Bir başka önemli film de Charlie Chaplin’in yönettiği ve başrolü Paulette Goddard ile paylaştığı, 1940, ABD yapımı filmdir. Film aynı zamanda Chaplin'in ilk sesli filmidir. Filmde Nazizm ve Chaplin tarafından canlandırılan Adolf Hitler oldukça sert bir şekilde eleştirilmektedir. “Amerika Birleşik Devletleri'nin resmî olarak Nazi Almanya’sı ile hâlâ barış içinde olduğu ve savaşa henüz girmediği bir dönemde çekilen filmin, kendi dönemi içinde sıra dışı bir yeri vardır.” (Vikipedi)

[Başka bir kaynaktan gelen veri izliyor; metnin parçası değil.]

//! Alert Host
//!
//! Runs the alert API server and the alert manager against the configured
//! backends, reloading their settings files while running.

use clap::Parser;
use tracing::{error, info};

use alert_host::{
    bootstrap, logging,
    supervisor::{catch_panics, catch_panics_sync, exit_code, install_panic_hook},
    ConfigManager, Error, ShutdownCoordinator, StartupConfig, Supervisor,
};

/// CLI arguments for the alert host
#[derive(Parser, Debug)]
#[command(name = "alert-host")]
#[command(about = "Alert host with hot-reloaded API and manager settings")]
#[command(version)]
#[command(long_about = "
Alert host

Accepts alerts over HTTP, routes them to channels using the API settings
file and processes them from the alert queue using the manager settings
file. Both settings files are re-read periodically and applied without a
restart.

All configuration is read from environment variables, for example:
  QUEUE_MODE                 - redis, sqs or in-memory
  DATABASE_MODE              - postgres, dynamodb or in-memory
  MANAGER_SETTINGS_FILENAME  - manager settings YAML file
  API_SETTINGS_FILENAME      - API settings YAML file
  REST_PORT / METRICS_PORT   - listening ports
  RUST_LOG                   - log filter, overrides VERBOSE
")]
pub struct CliArgs {
    /// Enable verbose logging (sets log level to debug)
    #[arg(short, long, help = "Enable verbose logging")]
    pub verbose: bool,

    /// Validate configuration and settings files, then exit
    #[arg(long, help = "Validate configuration and settings files and exit")]
    pub validate_config: bool,

    /// Run on in-memory backends, routing every alert to ALERT_CHANNEL_ID
    #[arg(long, help = "Run with in-memory backends and a single catch-all route")]
    pub minimal: bool,
}

fn main() {
    let args = CliArgs::parse();
    install_panic_hook();

    // A panic anywhere in startup or shutdown still exits with status 1.
    // The panic hook has already reported it on stderr.
    let result = catch_panics_sync(|| start(&args));
    std::process::exit(exit_code(&result));
}

fn start(args: &CliArgs) -> alert_host::Result<()> {
    let config = ConfigManager::load_from_env().map(|mut config| {
        config.verbose |= args.verbose;
        config
    });

    // Startup configuration errors are still logged in the default format.
    let dispatch = match &config {
        Ok(config) => logging::build_dispatch(config),
        Err(_) => logging::build_dispatch(&StartupConfig::default()),
    };
    let _guard = tracing::dispatcher::set_default(&dispatch);

    let result = config.map_err(Error::from).and_then(|config| run(args, config));

    match &result {
        Ok(()) => info!("Alert host stopped"),
        Err(e) if e.is_cancelled() => info!("Alert host stopped after shutdown"),
        Err(e) => error!(error = %e, "Alert host failed"),
    }
    result
}

fn run(args: &CliArgs, config: StartupConfig) -> alert_host::Result<()> {
    if args.validate_config {
        return validate(&config, args.minimal);
    }

    let runtime = tokio::runtime::Builder::new_current_thread()
        .enable_all()
        .build()
        .map_err(|e| Error::task("runtime", e))?;

    runtime.block_on(catch_panics(serve(config, args.minimal)))
}

fn validate(config: &StartupConfig, minimal: bool) -> alert_host::Result<()> {
    if minimal {
        bootstrap::minimal_settings(config)?;
        info!(channel = %config.alert_channel_id, "Configuration is valid (minimal mode)");
        return Ok(());
    }

    let settings = bootstrap::check(config)?;
    info!(
        queue = %config.queue_mode,
        database = %config.database_mode,
        routing_rules = settings.api.routing_rules.len(),
        admin_users = settings.manager.admin_users.len(),
        "Configuration is valid"
    );
    Ok(())
}

async fn serve(config: StartupConfig, minimal: bool) -> alert_host::Result<()> {
    info!(
        version = env!("CARGO_PKG_VERSION"),
        queue = %config.queue_mode,
        database = %config.database_mode,
        location = %config.location,
        minimal,
        "Starting alert host"
    );

    let host = if minimal {
        bootstrap::build_minimal_host(&config)?
    } else {
        bootstrap::build_host(&config).await?
    };

    let coordinator = ShutdownCoordinator::new();
    let mut supervisor = Supervisor::new(coordinator.clone());

    supervisor.spawn_service(host.api);
    supervisor.spawn_service(host.manager);

    if let Some(refresher) = host.refresher {
        supervisor.spawn("settings-refresher", refresher.run(coordinator.token()));
    } else {
        info!("Settings hot-reload disabled");
    }

    if let Some(server) = host.metrics_server {
        supervisor.spawn_auxiliary("metrics-server", server.run(coordinator.token()));
    }

    info!(rest_port = config.rest_port, "Alert host started");
    supervisor.run().await
}
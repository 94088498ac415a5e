//! Alert Host Library
//!
//! Wires the alert manager and the alert API server to queue, database and
//! channel locker backends, keeps their settings documents hot-reloaded from
//! disk, and supervises both services until shutdown.

pub mod api;
pub mod aws;
pub mod bootstrap;
pub mod config;
pub mod error;
pub mod locker;
pub mod logging;
pub mod manager;
pub mod metrics;
pub mod queue;
pub mod routing;
pub mod service;
pub mod settings;
pub mod shutdown;
pub mod store;
pub mod supervisor;

pub use config::{ConfigManager, StartupConfig};
pub use error::Error;
pub use shutdown::ShutdownCoordinator;
pub use supervisor::Supervisor;

/// Result type used by the host's top-level operations.
pub type Result<T> = std::result::Result<T, Error>;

Büyük Diktatör filminin final konuşması çok önemli ve etkileyicidir: “Üzgünüm ama ben bir imparator olmak istemiyorum. Bu benim işim değil. Kimseyi yönetmek ya da fethetmek de istemiyorum. Herkese yardım etmek istiyorum. Yahudi, Yahudi olmayan, siyahi, beyaz. Hepimiz başkalarına yardım etmeliyiz. İnsanlık böyle başlar. Biz birbirimizin mutluluğu için yaşamayı isteriz, kötülüğü için değil. Biz birbirimizin mutluluğu için yaşamayı isteriz, üzüntüsü için değil. Bu dünyada, herkes için yer vardır, yeryüzü zengindir ve bunu herkes paylaşabilir. Yaşam tarzımız özgürlük ve güzellik olmalıdır. Ama biz yolumuzu kaybettik. Açgözlülük insan ruhunu zehirledi, dünyayı nefretle kuşattı, bazıları bizi üzüntü içinde bıraktı. Hızlı geliştik ama bu sırada kendimize de zarar verdik. İstediklerimizi elde etmek için makineleri kullandık. Bilgimizi olumsuz, zekamızı sert ve kaba kullandık. Çok fazla düşündük ama çok az hissettik. Makinelerden çok, insanlığa ihtiyacımız var. Zekadan çok şefkat ve kibarlığa ihtiyacımız var. Bunlar olmadan yaşam şiddet dolu olur ve her şeyi kaybederiz. Şu anda bile sesim milyonlarca insana, milyonlarca umutsuz erkek, kadın ve çocuğa erişiyor. Sistemin kurbanlarına ve işkence çeken kişilere ve hapisteki masum insanlara. Beni duyanlara şunu söyleyeceğim, umutsuzluğa kapılmayın. İnsanlığın nefreti geçecek, diktatörler ölecek ve onların insanlardan aldığı güç insanlara geri dönecektir. Son insan ölene kadar özgürlük asla yok olmayacaktır.”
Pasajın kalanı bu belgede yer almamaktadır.